Michigan and the First Atomic Clock
Randall Laboratory of Physics, University of Michigan, Ann Arbor, MI 48109-1040
The first atomic clock has its origins with the research done at the University of Michigan and by its graduates over the years 1912-1948.
Although the current (2012) standard of time/frequency is based on a 9 GHz microwave transition in cesium, the first device that one could really call an atomic clock was designed and built in 1948 by Harold Lyons (UM physics PhD 1939) at the National Bureau of Standards. This clock, which predates the first cesium clock by four years, was based on the 24 GHz microwave transition in the ammonia (NH3) molecule.

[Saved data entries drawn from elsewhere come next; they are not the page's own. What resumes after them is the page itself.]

impl RequirementParser {
    pub fn new() -> Self {
        Self {
            skills: &tables::SKILL_MATCHER,
            ai_tools: &tables::AI_TOOL_MATCHER,
        }
    }

    /// Parse a raw request; never fails
    ///
    /// Non-object input is treated as an empty request.
    pub fn parse(&self, raw: &Value) -> ParsedRequirement {
        let empty = Map::new();
        let mut log = ParseLog::default();
        let map = match raw {
            Value::Object(map) => map,
            other => {
                log.malformed_type("request", "object", other);
                &empty
            }
        };

        info!(
            topic = map.get("topic").and_then(|v| v.as_str()).unwrap_or(""),
            "Parsing course requirement"
        );

        match self.try_parse(map, &mut log) {
            Ok(parsed) => {
                info!(
                    topic = %parsed.topic,
                    time_mode = parsed.time_mode.name(),
                    confidence = parsed.confidence_score,
                    validation_passed = parsed.validation_passed,
                    defaulted_fields = parsed.defaulted_field_count(),
                    warnings = parsed.warnings.len(),
                    "Requirement parsed"
                );
                parsed
            }
            Err(e) => {
                warn!(error = %e, "Requirement parsing failed, using fallback requirement");
                self.fallback(map, &e, log)
            }
        }
    }

    fn try_parse(
        &self,
        raw: &Map<String, Value>,
        log: &mut ParseLog,
    ) -> Result<ParsedRequirement, ParseError> {
        let request = Value::Object(raw.clone());
        if nesting_exceeds(&request, MAX_REQUEST_DEPTH) {
            return Err(ParseError::RequestTooDeep {
                limit: MAX_REQUEST_DEPTH,
            });
        }

        let topic = fields::topic(raw, log);
        let topic = log.take("topic", topic);
        let audience = fields::audience(raw, log);
        let audience = log.take("audience", audience);

        let (age_group, age_range) = {
            let resolved = age::resolve(raw, log);
            log.take("age_range", resolved)
        };
        let (time_mode, total_duration) = {
            let resolved = duration::resolve(raw, log);
            log.take("total_duration", resolved)
        };
        debug!(
            min_age = age_range.min,
            max_age = age_range.max,
            time_mode = time_mode.name(),
            total_hours = total_duration.total_hours,
            "Resolved audience and timing"
        );

        let flat = flatten_text(&request);
        let learning_objectives = fields::objectives(raw, log);
        let learning_objectives = log.take("learning_objectives", learning_objectives);
        let target_skills = fields::tags(self.skills, &flat, tables::DEFAULT_SKILLS);
        let target_skills = log.take("target_skills", target_skills);
        let ai_tools = fields::tags(self.ai_tools, &flat, tables::DEFAULT_AI_TOOLS);
        let ai_tools = log.take("ai_tools", ai_tools);
        let final_deliverables = fields::deliverables(raw, &topic, log);
        let final_deliverables = log.take("final_deliverables", final_deliverables);

        let class_size = fields::class_size(raw, log);
        let class_size = log.take("class_size", class_size);
        let constraints = fields::constraints(raw, log);
        let equipment = fields::equipment(constraints, log);
        let equipment = log.take("equipment", equipment);
        let budget_level = fields::budget(constraints, log);
        let budget_level = log.take("budget_level", budget_level);
        let institution_type = fields::institution(raw, log);
        let institution_type = log.take("institution_type", institution_type);
        let teaching_context = fields::teaching_context(raw, log);
        let teaching_context = log.take("teaching_context", teaching_context);
        let special_requirements = fields::special_requirements(raw, log);
        let special_requirements = log.take("special_requirements", special_requirements);

        let mut parsed = ParsedRequirement {
            topic,
            audience,
            age_group,
            age_range,
            time_mode,
            total_duration,
            learning_objectives,
            target_skills,
            ai_tools,
            final_deliverables,
            class_size,
            equipment,
            budget_level,
            institution_type,
            teaching_context,
            special_requirements,
            parsed_at: edu_common::time::now(),
            confidence_score: self.confidence_score(&request),
            validation_passed: false,
            provenance: std::mem::take(&mut log.provenance),
            warnings: std::mem::take(&mut log.warnings),
        };
        parsed.validation_passed = self.validate(&parsed);
        Ok(parsed)
    }

    /// Structural completeness of a raw request (0.0-1.0)
    ///
    /// 0.2 for each truthy key among topic / audience / goals / context,
    /// 0.2 for a non-empty `duration` object and 0.2 when
    /// `special_requirements` has more than two keys.
    pub fn confidence_score(&self, raw: &Value) -> f64 {
        let Some(map) = raw.as_object() else {
            return 0.0;
        };

        let mut score: f64 = ["topic", "audience", "goals", "context"]
            .iter()
            .filter(|key| map.get(**key).is_some_and(is_truthy))
            .count() as f64
            * 0.2;

        if map
            .get("duration")
            .and_then(Value::as_object)
            .is_some_and(|d| !d.is_empty())
        {
            score += 0.2;
        }

        if map
            .get("special_requirements")
            .and_then(Value::as_object)
            .is_some_and(|s| s.len() > 2)
        {
            score += 0.2;
        }

        score.min(1.0)
    }

    /// Structural sanity check of a parsed requirement
    pub fn validate(&self, parsed: &ParsedRequirement) -> bool {
        if parsed.topic.trim().is_empty() || parsed.audience.trim().is_empty() {
            return false;
        }
        if parsed.age_range.min >= parsed.age_range.max {
            return false;
        }
        if parsed.total_duration.total_hours == 0 {
            return false;
        }
        !parsed.learning_objectives.is_empty()
    }

    /// Fixed minimal requirement used when parsing fails internally
    fn fallback(
        &self,
        raw: &Map<String, Value>,
        error: &ParseError,
        mut log: ParseLog,
    ) -> ParsedRequirement {
        let mut provenance = BTreeMap::new();
        for field in FALLBACK_FIELDS {
            provenance.insert(field.to_string(), FieldSource::Default);
        }

        let topic = match raw.get("topic").and_then(crate::text::as_text) {
            Some(t) => {
                provenance.insert("topic".to_string(), FieldSource::Explicit);
                t.to_string()
            }
            None => "创新项目设计".to_string(),
        };
        let audience = match raw.get("audience").and_then(crate::text::as_text) {
            Some(a) => {
                provenance.insert("audience".to_string(), FieldSource::Explicit);
                a.to_string()
            }
            None => "中学生".to_string(),
        };

        log.warnings.push(ParseWarning::Fallback {
            reason: error.to_string(),
        });

        ParsedRequirement {
            topic,
            audience,
            age_group: AgeGroup::MiddleSchool,
            age_range: AgeRange { min: 12, max: 15 },
            time_mode: TimeMode::Weekly,
            total_duration: TotalDuration::weekly(4, 4),
            learning_objectives: owned(&["培养创新思维", "掌握基础技能"]),
            target_skills: owned(&["问题解决", "创新思维"]),
            ai_tools: owned(&["chatgpt"]),
            final_deliverables: owned(&["项目报告", "作品展示"]),
            class_size: None,
            equipment: owned(&["计算机"]),
            budget_level: BudgetLevel::Moderate,
            institution_type: InstitutionType::TrainingCenter,
            teaching_context: "项目制学习".to_string(),
            special_requirements: Map::new(),
            parsed_at: edu_common::time::now(),
            confidence_score: 0.3,
            validation_passed: true,
            provenance,
            warnings: log.warnings,
        }
    }
}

The existence of this transition was predicted by David Dennison in 1932; it was discovered in 1934 when the Michigan experimentalists Neil Williams and Claud Cleeton developed the magnetron tubes to produce the necessary radiation to perform the first-ever microwave spectroscopy.
But the story begins even earlier.
The theoretical understanding of the ammonia molecule rests on the experimental work started by Harrison Randall when he returned to Michigan in 1911 after working for a year on the infrared spectroscopy of atoms in Paschen’s laboratory in Tübingen. Randall built his own infrared spectrometer and initially studied some unresolved questions on the barium atom.
Then in 1913 from Berlin, Eva von Bahr published spectra arising from vibrational transitions in HCl, spectra with indications of a fine structure that was conjectured to arise from molecular rotation. Randall, whose spectrometer had a higher resolution than von Bahr’s, realized that he could resolve the question of whether molecular rotation was quantized in the same way that Bohr had assumed for electrons in his 1913 theory of the atom. Randall then directed the Michigan infrared effort toward molecules, first to diatomic molecules and then to small polyatomic molecules including NH3. The issue of quantized rotation was soon settled by Elmer Imes whose thesis experiments on HCl proved definitive , but it took longer to understand ammonia. By 1929, Barker had finally established the dimensions of the NH3 pyramid, and subsequent measurements of its spectra by Dennison and Hardy, and later by Wright and Randall, determined values for the doublet splitting of the vibrational states.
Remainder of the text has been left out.